The second most frequent question people have asked me since MySQLConf started is “Why 5.4? What happened to 5.2 and 5.3?  Why not 5.5?”  I got an answer to this at lunch today from someone who was involved in the decision making process on this.  So here is the story as I understand it.

Why not 5.2?  IF you recall your ancient history, 5.2 was the original plan for post-5.1 features, before it was renamed to 6.0 for marketing reasons.  Because of some internal issues at Sun/MySQL and also to reduce confusion they did not want to reuse that same version number for the next product.  This makes a lot of sense to me, reusing the same version number for two different products could definitely cause some confusion.

Why not 6.0?  Short answer is that because of the reduced featureset, the new version didn’t warrant a whole new major version number.  I think this is correct, because if they released 6.0 without Falcon, Maria, Online Backup, etc it would feel pretty strange.  Instead we get the impression that this is a stepping stone on the way to the features that were originally promised in 6.0.

Why not 5.5?  Well 5.5 can imply that you are “halfway” to something else, which again implies a major new featureset, and the 5.4 features are really incremental (though awesome* and much needed**) features.  They can now save up the more impressive 5.5 number for a release that adds features more dramatically.

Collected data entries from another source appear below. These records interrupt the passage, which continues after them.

//! Boolean selection expressions for `-k` (keywords) and `-m` (markers)
//!
//! Grammar:
//!
//! ```text
//! expr    := and ("or" and)*
//! and     := not ("and" not)*
//! not     := "not" not | primary
//! primary := "(" expr ")" | IDENT | QUOTED
//! ```

use std::collections::BTreeSet;

use thiserror::Error;

use super::TestCase;
use crate::domain::classifier::Approach;

/// Errors raised while parsing a selection expression
#[derive(Debug, Clone, Error, PartialEq)]
pub enum SelectionError {
    #[error("Selection expression is empty")]
    Empty,

    #[error("Unexpected token '{token}' at position {position}")]
    UnexpectedToken { token: String, position: usize },

    #[error("Unexpected end of expression")]
    UnexpectedEnd,

    #[error("Unterminated quoted string starting at position {0}")]
    UnterminatedQuote(usize),

    #[error("Expression is nested too deeply at position {position}")]
    TooDeep { position: usize },
}

/// Limit on `not` and parenthesis nesting
pub const MAX_NESTING: usize = 128;

#[derive(Debug, Clone, PartialEq)]
enum Token {
    LParen,
    RParen,
    And,
    Or,
    Not,
    Ident(String),
}

impl std::fmt::Display for Token {
    fn fmt(&self, f: &mut std::fmt::Formatter<'_>) -> std::fmt::Result {
        match self {
            Token::LParen => write!(f, "("),
            Token::RParen => write!(f, ")"),
            Token::And => write!(f, "and"),
            Token::Or => write!(f, "or"),
            Token::Not => write!(f, "not"),
            Token::Ident(s) => write!(f, "{}", s),
        }
    }
}

/// Parsed selection expression
#[derive(Debug, Clone, PartialEq)]
pub enum SelectionExpr {
    Ident(String),
    Not(Box<SelectionExpr>),
    And(Box<SelectionExpr>, Box<SelectionExpr>),
    Or(Box<SelectionExpr>, Box<SelectionExpr>),
}

impl SelectionExpr {
    /// Parse an expression such as `generic and not rag`
    pub fn parse(input: &str) -> Result<Self, SelectionError> {
        let tokens = tokenize(input)?;
        if tokens.is_empty() {
            return Err(SelectionError::Empty);
        }

        let mut parser = Parser {
            tokens,
            pos: 0,
            depth: 0,
        };
        let expr = parser.parse_or()?;

        if let Some((token, position)) = parser.tokens.get(parser.pos) {
            return Err(SelectionError::UnexpectedToken {
                token: token.to_string(),
                position: *position,
            });
        }

        Ok(expr)
    }

    /// Evaluate with a custom identifier predicate
    pub fn evaluate(&self, matches: &dyn Fn(&str) -> bool) -> bool {
        match self {
            SelectionExpr::Ident(name) => matches(name),
            SelectionExpr::Not(inner) => !inner.evaluate(matches),
            SelectionExpr::And(lhs, rhs) => lhs.evaluate(matches) && rhs.evaluate(matches),
            SelectionExpr::Or(lhs, rhs) => lhs.evaluate(matches) || rhs.evaluate(matches),
        }
    }

    /// `-k` semantics: case-insensitive substring match against any keyword
    pub fn matches_keywords(&self, keywords: &[String]) -> bool {
        let lowered: Vec<String> = keywords.iter().map(|k| k.to_lowercase()).collect();
        self.evaluate(&|ident| {
            let needle = ident.to_lowercase();
            lowered.iter().any(|k| k.contains(&needle))
        })
    }

    /// `-m` semantics: exact marker name match
    pub fn matches_markers(&self, markers: &BTreeSet<String>) -> bool {
        self.evaluate(&|ident| markers.contains(ident))
    }
}

/// Combined `-k` / `-m` selection applied to (test case, approach) pairs
#[derive(Debug, Clone, Default)]
pub struct Selection {
    keyword: Option<SelectionExpr>,
    marker: Option<SelectionExpr>,
}

impl Selection {
    /// Select everything
    pub fn all() -> Self {
        Self::default()
    }

    /// Parse optional `-k` and `-m` expressions
    pub fn parse(keyword: Option<&str>, marker: Option<&str>) -> Result<Self, SelectionError> {
        Ok(Self {
            keyword: keyword.map(SelectionExpr::parse).transpose()?,
            marker: marker.map(SelectionExpr::parse).transpose()?,
        })
    }

    pub fn is_unfiltered(&self) -> bool {
        self.keyword.is_none() && self.marker.is_none()
    }

    /// Keywords an assertion can be selected by
    pub fn keywords(test_case: &TestCase, approach: Approach) -> Vec<String> {
        let mut keywords = vec![
            test_case.query().to_string(),
            test_case.query_type().to_string(),
            approach.to_string(),
        ];
        keywords.extend(test_case.markers().iter().cloned());
        keywords
    }

    /// Whether the assertion of `approach` on `test_case` is selected
    pub fn selects(&self, test_case: &TestCase, approach: Approach) -> bool {
        let marker_ok = self
            .marker
            .as_ref()
            .map(|m| m.matches_markers(test_case.markers()))
            .unwrap_or(true);

        let keyword_ok = self
            .keyword
            .as_ref()
            .map(|k| k.matches_keywords(&Self::keywords(test_case, approach)))
            .unwrap_or(true);

        marker_ok && keyword_ok
    }

    /// Selected approaches for a test case (empty when the case is deselected)
    pub fn approaches(&self, test_case: &TestCase) -> Vec<Approach> {
        Approach::ALL
            .into_iter()
            .filter(|a| self.selects(test_case, *a))
            .collect()
    }
}

fn tokenize(input: &str) -> Result<Vec<(Token, usize)>, SelectionError> {
    let chars: Vec<(usize, char)> = input.char_indices().collect();
    let mut tokens = Vec::new();
    let mut i = 0;

    while i < chars.len() {
        let (position, c) = chars[i];

        if c.is_whitespace() {
            i += 1;
            continue;
        }

        match c {
            '(' => {
                tokens.push((Token::LParen, position));
                i += 1;
            }
            ')' => {
                tokens.push((Token::RParen, position));
                i += 1;
            }
            '"' | '\'' => {
                let quote = c;
                let mut value = String::new();
                i += 1;
                loop {
                    match chars.get(i) {
                        Some((_, ch)) if *ch == quote => {
                            i += 1;
                            break;
                        }
                        Some((_, ch)) => {
                            value.push(*ch);
                            i += 1;
                        }
                        None => return Err(SelectionError::UnterminatedQuote(position)),
                    }
                }
                tokens.push((Token::Ident(value), position));
            }
            _ => {
                let mut word = String::new();
                while let Some((_, ch)) = chars.get(i) {
                    if ch.is_whitespace() || *ch == '(' || *ch == ')' {
                        break;
                    }
                    word.push(*ch);
                    i += 1;
                }
                let token = match word.as_str() {
                    "and" => Token::And,
                    "or" => Token::Or,
                    "not" => Token::Not,
                    _ => Token::Ident(word),
                };
                tokens.push((token, position));
            }
        }
    }

    Ok(tokens)
}

struct Parser {
    tokens: Vec<(Token, usize)>,
    pos: usize,
    depth: usize,
}

impl Parser {
    fn peek(&self) -> Option<&Token> {
        self.tokens.get(self.pos).map(|(t, _)| t)
    }

    fn descend(&mut self, position: usize) -> Result<(), SelectionError> {
        if self.depth >= MAX_NESTING {
            return Err(SelectionError::TooDeep { position });
        }
        self.depth += 1;
        Ok(())
    }

    fn parse_or(&mut self) -> Result<SelectionExpr, SelectionError> {
        let mut expr = self.parse_and()?;
        while self.peek() == Some(&Token::Or) {
            self.pos += 1;
            let rhs = self.parse_and()?;
            expr = SelectionExpr::Or(Box::new(expr), Box::new(rhs));
        }
        Ok(expr)
    }

    fn parse_and(&mut self) -> Result<SelectionExpr, SelectionError> {
        let mut expr = self.parse_not()?;
        while self.peek() == Some(&Token::And) {
            self.pos += 1;
            let rhs = self.parse_not()?;
            expr = SelectionExpr::And(Box::new(expr), Box::new(rhs));
        }
        Ok(expr)
    }

    fn parse_not(&mut self) -> Result<SelectionExpr, SelectionError> {
        if let Some((Token::Not, position)) = self.tokens.get(self.pos) {
            let position = *position;
            self.descend(position)?;
            self.pos += 1;
            let inner = self.parse_not()?;
            self.depth -= 1;
            return Ok(SelectionExpr::Not(Box::new(inner)));
        }
        self.parse_primary()
    }

    fn parse_primary(&mut self) -> Result<SelectionExpr, SelectionError> {
        let (token, position) = self
            .tokens
            .get(self.pos)
            .cloned()
            .ok_or(SelectionError::UnexpectedEnd)?;
        self.pos += 1;

        match token {
            Token::Ident(name) => Ok(SelectionExpr::Ident(name)),
            Token::LParen => {
                self.descend(position)?;
                let expr = self.parse_or()?;
                self.depth -= 1;
                match self.tokens.get(self.pos) {
                    Some((Token::RParen, _)) => {
                        self.pos += 1;
                        Ok(expr)
                    }
                    Some((other, position)) => Err(SelectionError::UnexpectedToken {
                        token: other.to_string(),
                        position: *position,
                    }),
                    None => Err(SelectionError::UnexpectedEnd),
                }
            }
            other => Err(SelectionError::UnexpectedToken {
                token: other.to_string(),
                position,
            }),
        }
    }
}

#[cfg(test)]
mod tests {
    use super::*;

    fn keywords(values: &[&str]) -> Vec<String> {
        values.iter().map(|s| s.to_string()).collect()
    }

    #[test]
    fn test_single_keyword_substring() {
        let expr = SelectionExpr::parse("exact").unwrap();
        assert!(expr.matches_keywords(&keywords(&["Ansell gloves", "exact_match", "old"])));
        assert!(!expr.matches_keywords(&keywords(&["pipettes", "generic", "old"])));
    }

    #[test]
    fn test_keyword_case_insensitive() {
        let expr = SelectionExpr::parse("ANSELL").unwrap();
        assert!(expr.matches_keywords(&keywords(&["Ansell gloves ANS 5789911"])));
    }

    #[test]
    fn test_and_not() {
        let expr = SelectionExpr::parse("generic and not rag").unwrap();
        assert!(expr.matches_keywords(&keywords(&["pipettes", "generic", "old"])));
        assert!(!expr.matches_keywords(&keywords(&["pipettes", "generic", "rag"])));
        assert!(!expr.matches_keywords(&keywords(&["tubes", "ambiguous", "old"])));
    }

    #[test]
    fn test_precedence_and_binds_tighter_than_or() {
        let expr = SelectionExpr::parse("brand or generic and rag").unwrap();
        assert!(expr.matches_keywords(&keywords(&["Yamato", "brand", "old"])));
        assert!(!expr.matches_keywords(&keywords(&["pipettes", "generic", "old"])));
    }

    #[test]
    fn test_parentheses() {
        let expr = SelectionExpr::parse("(brand or generic) and rag").unwrap();
        assert!(!expr.matches_keywords(&keywords(&["Yamato", "brand", "old"])));
        assert!(expr.matches_keywords(&keywords(&["Yamato", "brand", "rag"])));
    }

    #[test]
    fn test_quoted_phrase() {
        let expr = SelectionExpr::parse("'nitrile gloves'").unwrap();
        assert!(expr.matches_keywords(&keywords(&["blue nitrile gloves size medium"])));
        assert!(!expr.matches_keywords(&keywords(&["nitrile", "gloves"])));
    }

    #[test]
    fn test_markers_exact() {
        let expr = SelectionExpr::parse("not benchmark").unwrap();
        let mut markers = BTreeSet::new();
        assert!(expr.matches_markers(&markers));
        markers.insert("benchmark".to_string());
        assert!(!expr.matches_markers(&markers));
    }

    #[test]
    fn test_selection_by_approach() {
        use crate::domain::test_case::QueryType;

        let case = TestCase::filtered("pipettes", QueryType::Generic, "Pipettes", 0.8);
        let selection = Selection::parse(Some("rag"), None).unwrap();

        assert!(!selection.selects(&case, Approach::Old));
        assert!(selection.selects(&case, Approach::Rag));
        assert_eq!(selection.approaches(&case), vec![Approach::Rag]);
    }

    #[test]
    fn test_selection_by_marker() {
        use crate::domain::test_case::QueryType;

        let benchmark = TestCase::filtered("pipettes", QueryType::Generic, "Pipettes", 0.8)
            .with_marker("benchmark");
        let plain = TestCase::unfiltered("clear", QueryType::Ambiguous, 0.0);
        let selection = Selection::parse(None, Some("benchmark")).unwrap();

        assert_eq!(selection.approaches(&benchmark), vec![Approach::Old, Approach::Rag]);
        assert!(selection.approaches(&plain).is_empty());
    }

    #[test]
    fn test_selection_all() {
        use crate::domain::test_case::QueryType;

        let case = TestCase::unfiltered("clear", QueryType::Ambiguous, 0.0);
        let selection = Selection::all();

        assert!(selection.is_unfiltered());
        assert_eq!(selection.approaches(&case).len(), 2);
    }

    #[test]
    fn test_parse_errors() {
        assert_eq!(SelectionExpr::parse("   "), Err(SelectionError::Empty));
        assert_eq!(SelectionExpr::parse("generic and"), Err(SelectionError::UnexpectedEnd));
        assert!(matches!(
            SelectionExpr::parse("generic rag"),
            Err(SelectionError::UnexpectedToken { .. })
        ));
        assert!(matches!(
            SelectionExpr::parse("(generic"),
            Err(SelectionError::UnexpectedEnd)
        ));
        assert_eq!(
            SelectionExpr::parse("'open"),
            Err(SelectionError::UnterminatedQuote(0))
        );
    }

    #[test]
    fn test_deep_nesting_is_rejected() {
        let parens = format!("{}generic{}", "(".repeat(10_000), ")".repeat(10_000));
        assert_eq!(
            SelectionExpr::parse(&parens),
            Err(SelectionError::TooDeep {
                position: MAX_NESTING
            })
        );

        let nots = format!("{}generic", "not ".repeat(10_000));
        assert!(matches!(
            SelectionExpr::parse(&nots),
            Err(SelectionError::TooDeep { .. })
        ));
    }

    #[test]
    fn test_nesting_within_limit() {
        let depth = MAX_NESTING / 2;
        let input = format!(
            "{}generic{} and {}rag",
            "(".repeat(depth),
            ")".repeat(depth),
            "not ".repeat(depth - 1)
        );
        let expr = SelectionExpr::parse(&input).unwrap();

        assert!(expr.matches_keywords(&keywords(&["pipettes", "generic", "old"])));
        assert!(!expr.matches_keywords(&keywords(&["pipettes", "generic", "rag"])));
    }
}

So why 5.4 instead of 5.3?  The answer I heard on this was that they wanted to create a gap between the aborted 5.2 version and what comes next.  Maybe someone else can clarify a bit better on this, but this was the answer I heard.  I guess this makes sense too… if they skipped just one it would seem like they are missing something, if they skip two versions it’s more clear that it is just an arbitrary number to indicate the incremental improvements.

So when you add it all up, the version number 5.4 actually starts to make a bit more sense.

* awesome: performance on multicore so we can better scale vertically
** much needed: signal/resignal in stored procs

stunned

Monday, April 20th, 2009

I am stunned at the news that Oracle is buying Sun.  This is not because I fear change or uncertainty, last time this year I was cautiously optimistic about Sun’s purchase of MySQL.  But not this year, it’s fear and disappointment over what this means for MySQL.

When I read this as a rumour a few weeks ago I thought it was a joke of an idea.  Why would a high margin software company want to buy a declining hardware business, even if that hardware is great?  As for their software, I cannot imagine that Oracle is interested in Java, MySQL, etc as revenue generating products, it would just be a tiny blip for them.

It will be incredibly interesting to see what comes next, and I’m sure we’ll see a lot of that at the UC.  I’ll be honest though… I need some convincing, and I imagine I’m not the only one.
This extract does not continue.